Number and color, the two domains that I've worked on most closely, seem to me to be the cases where this view is most strongly supported. In the case of color, 1) verbal interference pretty clearly removes cross-linguistic differences in color tasks (suggesting that language has its causal effect at the time of encoding), and 2) there are no differences in discrimination accuracy in pure perceptual tasks. In the case of number, similarly, verbal interference decreases use of exact numerical representations. In addition, cultural exposure to number concepts is not enough to help people succeed on number tasks – they really need access to the linguistic device (the count list). In both of these cases, cognition appears to be affected by language in the moment.
The more-extreme (more strongly Whorfian) axis, in turn, is tied to the idea of "habits of mind." This idea is that habitually speaking about the world in a particular language attunes us to the dimensions that are typically marked in that language. Then these dimensions remain salient even when we are not planning to speak about them. One case that may follow this pattern is spatial language. In one well-studied case, Pormpuraaw speakers must obligatorily mark absolute cardinal directions like north and south in their communication. This habit appears to help them track cardinal directions accurately and also leads them to use cardinal directions consistently even when they're thinking about time instead of space. A second domain that could in principle act this way would be grammatical gender, in which objects might be habitually considered masculine or feminine because of their linguistic markings, though as far as I know the evidence there is weaker.

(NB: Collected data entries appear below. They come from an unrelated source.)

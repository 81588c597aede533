use std::sync::Arc;
use std::sync::atomic::{AtomicUsize, Ordering};

use axum::{
    Router,
    body::{Body, Bytes},
    http::{HeaderValue, Method, Request, StatusCode, header},
    middleware,
    response::{IntoResponse, Response},
    routing::get,
};
use futures::{future::join_all, stream};
use folio::cache::{CacheConfig, CacheState, CacheStores, response_cache_layer};
use http_body_util::BodyExt;
use tower::ServiceExt;

const LARGE_BODY_LEN: usize = 32;

fn cache_with(config: CacheConfig) -> CacheState {
    let stores = Arc::new(CacheStores::new(&config));
    CacheState::new(config, stores)
}

/// Router whose every handler bumps `calls`, wrapped by the response cache.
fn app(cache: CacheState, calls: Arc<AtomicUsize>) -> Router {
    let page_calls = calls.clone();
    let static_calls = calls.clone();
    let sized_calls = calls.clone();
    let streamed_calls = calls.clone();
    let missing_calls = calls.clone();

    Router::new()
        .route(
            "/{page}",
            get(move || {
                let calls = page_calls.clone();
                async move {
                    let n = calls.fetch_add(1, Ordering::SeqCst);
                    (
                        [
                            (header::CONTENT_TYPE, "text/html; charset=utf-8"),
                            (header::CACHE_CONTROL, "public"),
                        ],
                        format!("<p>render {n}</p>"),
                    )
                        .into_response()
                }
            })
            .post(move || {
                let calls = calls.clone();
                async move {
                    calls.fetch_add(1, Ordering::SeqCst);
                    StatusCode::OK
                }
            }),
        )
        .route(
            "/static/site.css",
            get(move || {
                let calls = static_calls.clone();
                async move {
                    calls.fetch_add(1, Ordering::SeqCst);
                    ([(header::CONTENT_TYPE, "text/css")], "body{}").into_response()
                }
            }),
        )
        .route(
            "/static/sized.bin",
            get(move || {
                let calls = sized_calls.clone();
                async move {
                    calls.fetch_add(1, Ordering::SeqCst);
                    let mut response = Response::new(Body::from(large_body()));
                    response.headers_mut().insert(
                        header::CONTENT_LENGTH,
                        HeaderValue::from(LARGE_BODY_LEN as u64),
                    );
                    response
                }
            }),
        )
        .route(
            "/static/streamed.bin",
            get(move || {
                let calls = streamed_calls.clone();
                async move {
                    calls.fetch_add(1, Ordering::SeqCst);
                    let body = large_body();
                    let chunks: Vec<Result<Bytes, std::io::Error>> = body
                        .chunks(5)
                        .map(|chunk| Ok(Bytes::copy_from_slice(chunk)))
                        .collect();
                    Response::new(Body::from_stream(stream::iter(chunks)))
                }
            }),
        )
        .route(
            "/gone/{page}",
            get(move || {
                let calls = missing_calls.clone();
                async move {
                    calls.fetch_add(1, Ordering::SeqCst);
                    (StatusCode::NOT_FOUND, "missing")
                }
            }),
        )
        .layer(middleware::from_fn_with_state(cache, response_cache_layer))
}

fn large_body() -> Vec<u8> {
    (0..LARGE_BODY_LEN as u8).collect()
}

async fn send(app: &Router, method: Method, uri: &str) -> Response {
    let request = Request::builder()
        .method(method)
        .uri(uri)
        .body(Body::empty())
        .expect("request should build");
    app.clone()
        .oneshot(request)
        .await
        .expect("router should respond")
}

async fn body_bytes(response: Response) -> Bytes {
    response
        .into_body()
        .collect()
        .await
        .expect("body should collect")
        .to_bytes()
}

fn assert_rendered_page(body: &Bytes) {
    let text = std::str::from_utf8(body).expect("utf-8 body");
    let n = text
        .strip_prefix("<p>render ")
        .and_then(|rest| rest.strip_suffix("</p>"))
        .unwrap_or_else(|| panic!("torn body: {text:?}"));
    assert!(n.parse::<usize>().is_ok(), "torn body: {text:?}");
}

/// Fire every uri at once on the runtime's worker threads.
async fn concurrent_gets(app: &Router, cache: &CacheState, uris: Vec<String>) -> Vec<Bytes> {
    let capacity = cache.stores.pages.capacity();
    let tasks = uris.into_iter().map(|uri| {
        let app = app.clone();
        let cache = cache.clone();
        tokio::spawn(async move {
            let response = send(&app, Method::GET, &uri).await;
            assert_eq!(response.status(), StatusCode::OK, "{uri}");
            let body = body_bytes(response).await;
            assert!(cache.stores.pages.len() <= capacity);
            body
        })
    });

    join_all(tasks)
        .await
        .into_iter()
        .map(|joined| joined.expect("request task should not panic"))
        .collect()
}

#[tokio::test(flavor = "multi_thread", worker_threads = 4)]
async fn concurrent_requests_keep_bodies_intact_and_store_bounded() {
    const CAPACITY: usize = 8;
    let cache = cache_with(CacheConfig {
        page_capacity: CAPACITY,
        ..CacheConfig::default()
    });
    let calls = Arc::new(AtomicUsize::new(0));
    let app = app(cache.clone(), calls.clone());

    // Concurrent misses on one key: every caller gets a whole page and the
    // last store wins.
    let shared = concurrent_gets(&app, &cache, vec!["/shared".to_string(); 32]).await;
    shared.iter().for_each(assert_rendered_page);
    assert!(cache.stores.pages.contains("/shared"));

    let before = calls.load(Ordering::SeqCst);
    let replay = body_bytes(send(&app, Method::GET, "/shared").await).await;
    assert_eq!(calls.load(Ordering::SeqCst), before, "expected a hit");
    assert!(shared.contains(&replay));

    // Distinct keys racing for a small store.
    let distinct = (0..64).map(|i| format!("/page-{i}")).collect();
    let bodies = concurrent_gets(&app, &cache, distinct).await;
    assert_eq!(bodies.len(), 64);
    bodies.iter().for_each(assert_rendered_page);
    assert_eq!(cache.stores.pages.len(), CAPACITY);
}

#[tokio::test]
async fn repeated_page_request_is_served_from_cache() {
    let cache = cache_with(CacheConfig::default());
    let calls = Arc::new(AtomicUsize::new(0));
    let app = app(cache.clone(), calls.clone());

    let first = send(&app, Method::GET, "/about").await;
    let first_headers = first.headers().clone();
    let first_body = body_bytes(first).await;

    let second = send(&app, Method::GET, "/about").await;
    assert_eq!(second.status(), StatusCode::OK);
    assert_eq!(
        second.headers().get(header::CONTENT_TYPE),
        first_headers.get(header::CONTENT_TYPE)
    );
    assert_eq!(
        second.headers().get(header::CACHE_CONTROL),
        first_headers.get(header::CACHE_CONTROL)
    );
    let second_body = body_bytes(second).await;

    assert_eq!(calls.load(Ordering::SeqCst), 1);
    assert_eq!(first_body, second_body);
    assert_eq!(first_body, Bytes::from_static(b"<p>render 0</p>"));
    assert!(cache.stores.pages.contains("/about"));

    let stats = cache.stats.snapshot();
    assert_eq!(stats.hits, 1);
    assert_eq!(stats.misses, 1);
    assert_eq!(stats.stored, 1);
}

#[tokio::test]
async fn ineligible_requests_always_reach_the_handler() {
    let cache = cache_with(CacheConfig::default());
    let calls = Arc::new(AtomicUsize::new(0));
    let app = app(cache.clone(), calls.clone());

    for _ in 0..2 {
        let response = send(&app, Method::POST, "/about").await;
        assert_eq!(response.status(), StatusCode::OK);
    }
    assert_eq!(calls.load(Ordering::SeqCst), 2);

    for _ in 0..2 {
        send(&app, Method::GET, "/about?draft=1").await;
    }
    assert_eq!(calls.load(Ordering::SeqCst), 4);

    for _ in 0..2 {
        send(&app, Method::GET, "/admin").await;
    }
    assert_eq!(calls.load(Ordering::SeqCst), 6);

    assert!(cache.stores.pages.is_empty());
    assert_eq!(cache.stats.snapshot().bypassed, 6);
}

#[tokio::test]
async fn least_recently_used_page_is_evicted() {
    let cache = cache_with(CacheConfig {
        page_capacity: 2,
        ..CacheConfig::default()
    });
    let calls = Arc::new(AtomicUsize::new(0));
    let app = app(cache.clone(), calls.clone());

    for uri in ["/a", "/b", "/a", "/c"] {
        let response = send(&app, Method::GET, uri).await;
        assert_eq!(response.status(), StatusCode::OK);
        body_bytes(response).await;
    }

    assert!(cache.stores.pages.contains("/a"));
    assert!(cache.stores.pages.contains("/c"));
    assert!(!cache.stores.pages.contains("/b"));
    assert_eq!(calls.load(Ordering::SeqCst), 3);

    send(&app, Method::GET, "/b").await;
    assert_eq!(calls.load(Ordering::SeqCst), 4);
}

#[tokio::test]
async fn small_static_asset_is_cached_in_static_store() {
    let cache = cache_with(CacheConfig::default());
    let calls = Arc::new(AtomicUsize::new(0));
    let app = app(cache.clone(), calls.clone());

    body_bytes(send(&app, Method::GET, "/static/site.css").await).await;
    let response = send(&app, Method::GET, "/static/site.css").await;

    assert_eq!(response.headers().get(header::CONTENT_TYPE).unwrap(), "text/css");
    assert_eq!(body_bytes(response).await, Bytes::from_static(b"body{}"));
    assert_eq!(calls.load(Ordering::SeqCst), 1);
    assert!(cache.stores.static_assets.contains("/static/site.css"));
    assert!(cache.stores.pages.is_empty());
}

#[tokio::test]
async fn oversized_declared_length_passes_through_and_is_remembered() {
    let cache = cache_with(CacheConfig {
        static_body_limit_bytes: 8,
        ..CacheConfig::default()
    });
    let calls = Arc::new(AtomicUsize::new(0));
    let app = app(cache.clone(), calls.clone());

    let first = send(&app, Method::GET, "/static/sized.bin").await;
    assert_eq!(first.status(), StatusCode::OK);
    assert_eq!(body_bytes(first).await.as_ref(), large_body().as_slice());
    assert!(cache.stores.is_non_cacheable("/static/sized.bin"));

    let second = send(&app, Method::GET, "/static/sized.bin").await;
    assert_eq!(body_bytes(second).await.as_ref(), large_body().as_slice());

    let stats = cache.stats.snapshot();
    assert_eq!(stats.rejected_after_handler, 1);
    assert_eq!(stats.rejected_before_handler, 1);
    assert_eq!(stats.misses, 1);
    assert!(cache.stores.static_assets.is_empty());
    assert_eq!(calls.load(Ordering::SeqCst), 2);
}

#[tokio::test]
async fn streamed_overflow_is_delivered_byte_for_byte() {
    let cache = cache_with(CacheConfig {
        static_body_limit_bytes: 12,
        ..CacheConfig::default()
    });
    let calls = Arc::new(AtomicUsize::new(0));
    let app = app(cache.clone(), calls.clone());

    let first = send(&app, Method::GET, "/static/streamed.bin").await;
    assert!(first.headers().get(header::CONTENT_LENGTH).is_none());
    assert_eq!(body_bytes(first).await.as_ref(), large_body().as_slice());
    assert!(cache.stores.is_non_cacheable("/static/streamed.bin"));

    let second = send(&app, Method::GET, "/static/streamed.bin").await;
    assert_eq!(body_bytes(second).await.as_ref(), large_body().as_slice());

    let stats = cache.stats.snapshot();
    assert_eq!(stats.rejected_after_handler, 1);
    assert_eq!(stats.rejected_before_handler, 1);
    assert!(cache.stores.static_assets.is_empty());
}

#[tokio::test]
async fn body_exactly_at_limit_is_cached() {
    let cache = cache_with(CacheConfig {
        static_body_limit_bytes: LARGE_BODY_LEN,
        ..CacheConfig::default()
    });
    let calls = Arc::new(AtomicUsize::new(0));
    let app = app(cache.clone(), calls.clone());

    body_bytes(send(&app, Method::GET, "/static/streamed.bin").await).await;
    let cached = send(&app, Method::GET, "/static/streamed.bin").await;

    assert_eq!(body_bytes(cached).await.as_ref(), large_body().as_slice());
    assert_eq!(calls.load(Ordering::SeqCst), 1);
    assert!(!cache.stores.is_non_cacheable("/static/streamed.bin"));
}

#[tokio::test]
async fn error_responses_are_never_stored() {
    let cache = cache_with(CacheConfig::default());
    let calls = Arc::new(AtomicUsize::new(0));
    let app = app(cache.clone(), calls.clone());

    for _ in 0..2 {
        let response = send(&app, Method::GET, "/gone/page").await;
        assert_eq!(response.status(), StatusCode::NOT_FOUND);
        assert_eq!(body_bytes(response).await, Bytes::from_static(b"missing"));
    }

    assert_eq!(calls.load(Ordering::SeqCst), 2);
    assert!(cache.stores.pages.is_empty());
    assert!(!cache.stores.is_non_cacheable("/gone/page"));
}

#[tokio::test]
async fn disabled_cache_is_transparent() {
    let cache = cache_with(CacheConfig {
        enabled: false,
        ..CacheConfig::default()
    });
    let calls = Arc::new(AtomicUsize::new(0));
    let app = app(cache.clone(), calls.clone());

    let first = body_bytes(send(&app, Method::GET, "/about").await).await;
    let second = body_bytes(send(&app, Method::GET, "/about").await).await;

    assert_ne!(first, second);
    assert_eq!(calls.load(Ordering::SeqCst), 2);
    assert!(cache.stores.pages.is_empty());
}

Finally, in addition to this reorientation of the theoretical landscape, a prominent trend in recent years has been to look for functional explanations of cross-linguistic differences. These are represented – perhaps somewhat sloppily – by the returning connection from "habits" to "thinking for speaking" in my diagram, and related to the second question posed in the Whorf quote above:
Are there traceable affinities between (a) cultural and behavioral norms and (b) large-scale linguistic patterns? (Whorf, 1941)On functionalist accounts, both our general cognitive/perceptual architecture and the communicative needs in our community can lead to linguistic change. This causal direction has been argued for both color and lightness, and has been advocated more broadly as a view of language change (even influencing words for snow).
It's often easy to see Whorfian debates as a never-ending back and forth, but that's pretty clearly not the case here. There has been major methodological and empirical progress within individual domains, but the theoretical landscape has shifted considerably as well. Rather than asking whether language affects thought, we are increasingly asking both "how" – and "for how long."